Chapter 1. Introducing GraphQL
Of the thousands of new commercial and open source projects that are released every year, only a handful end up becoming widely used industry standards. GraphQL is one of those technologies for a very simple reason: it brilliantly solves a host of problems for a wide range of constituencies.
This book provides a solid overview of GraphQL and its application to commerce. In this first chapter, we cover GraphQL itself—the problems it solves, how it intersects with REST, and why it’s such a natural fit for commerce. In the second chapter, we look at the GraphQL specification itself, including key terminology, how to model your schema, and how to write queries, mutations, and subscriptions.
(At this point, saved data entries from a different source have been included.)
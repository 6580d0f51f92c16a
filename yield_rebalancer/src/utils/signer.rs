//! Threshold ECDSA signing of EIP-1559 transactions

use alloy::{
    consensus::{SignableTransaction, TxEip1559, TxEnvelope},
    eips::eip2718::Encodable2718,
};
use alloy_primitives::{Address, Signature, B256};
use candid::Principal;
use ic_exports::ic_cdk::api::{
    call::{call_with_payment, CallResult},
    management_canister::ecdsa::{
        ecdsa_public_key, EcdsaCurve, EcdsaKeyId, EcdsaPublicKeyArgument, SignWithEcdsaArgument,
        SignWithEcdsaResponse,
    },
};
use k256::ecdsa::VerifyingKey;

use crate::constants::SIGN_WITH_ECDSA_CYCLES;

use super::{
    common::extract_call_result,
    error::{ManagerError, ManagerResult},
};

/// The canister's EVM account, derived from its threshold ECDSA key.
#[derive(Clone, Debug, Default)]
pub struct EcdsaSigner {
    pub key_name: String,
    /// Cached once the public key has been fetched
    pub address: Option<Address>,
}

impl EcdsaSigner {
    pub fn new(key_name: String) -> Self {
        Self {
            key_name,
            address: None,
        }
    }

    fn key_id(&self) -> EcdsaKeyId {
        EcdsaKeyId {
            curve: EcdsaCurve::Secp256k1,
            name: self.key_name.clone(),
        }
    }

    /// Fetches the public key of the canister and derives its EVM address.
    pub async fn fetch_address(&self) -> ManagerResult<Address> {
        let argument = EcdsaPublicKeyArgument {
            canister_id: None,
            derivation_path: vec![],
            key_id: self.key_id(),
        };

        let response = extract_call_result(ecdsa_public_key(argument).await)?;
        public_key_to_address(&response.public_key)
    }

    /// Signs the transaction and returns the hex encoded EIP-2718 envelope.
    pub async fn sign_eip1559_transaction(&self, tx: TxEip1559) -> ManagerResult<String> {
        let address = self.address.ok_or_else(|| {
            ManagerError::Custom("The signer address has not been fetched yet.".to_string())
        })?;

        let hash = tx.signature_hash();
        let argument = SignWithEcdsaArgument {
            message_hash: hash.to_vec(),
            derivation_path: vec![],
            key_id: self.key_id(),
        };

        let call_result: CallResult<(SignWithEcdsaResponse,)> = call_with_payment(
            Principal::management_canister(),
            "sign_with_ecdsa",
            (argument,),
            SIGN_WITH_ECDSA_CYCLES,
        )
        .await;
        let response = extract_call_result(call_result)?;

        let signature = signature_with_parity(&response.signature, hash, address)?;
        Ok(encode_signed(tx, signature))
    }
}

/// Converts a SEC1 encoded secp256k1 public key into an EVM address
pub fn public_key_to_address(public_key: &[u8]) -> ManagerResult<Address> {
    let key = VerifyingKey::from_sec1_bytes(public_key)
        .map_err(|err| ManagerError::DecodingError(format!("{:#?}", err)))?;
    Ok(Address::from_public_key(&key))
}

/// The management canister returns a bare 64 byte `r || s` signature.
/// The recovery id is the parity that recovers `signer`.
pub fn signature_with_parity(rs: &[u8], hash: B256, signer: Address) -> ManagerResult<Signature> {
    if rs.len() != 64 {
        return Err(ManagerError::DecodingError(format!(
            "Expected a 64 byte signature, got {} bytes.",
            rs.len()
        )));
    }

    for v in [27_u8, 28] {
        let mut bytes = [0_u8; 65];
        bytes[..64].copy_from_slice(rs);
        bytes[64] = v;

        let signature = Signature::try_from(&bytes[..])
            .map_err(|err| ManagerError::DecodingError(err.to_string()))?;
        if signature.recover_address_from_prehash(&hash).ok() == Some(signer) {
            return Ok(signature);
        }
    }

    Err(ManagerError::DecodingError(
        "The signature does not recover to the canister address.".to_string(),
    ))
}

fn encode_signed(tx: TxEip1559, signature: Signature) -> String {
    let signed: TxEnvelope = tx.into_signed(signature).into();
    format!("0x{}", hex::encode(signed.encoded_2718()))
}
In the third chapter, we explore GraphQL from a frontend developers’ standpoint and look at the role that clients can play. Finally, in the fourth chapter, we focus on GraphQL servers, which are actually responsible for executing queries against the schema and performing the requested action.
Note
We use the term “queries” to capture all of the operations that you can execute against a GraphQL server, even though GraphQL also supports mutations (changing data) and subscriptions (watching for changes to data).
Commerce Requires More Than REST
In the 1990s, commerce platforms shipped with the frontend and backend as one indivisible unit. In that decade, the web was the only channel and developers needed only to build a website. Given the immaturity of frontend frameworks, ...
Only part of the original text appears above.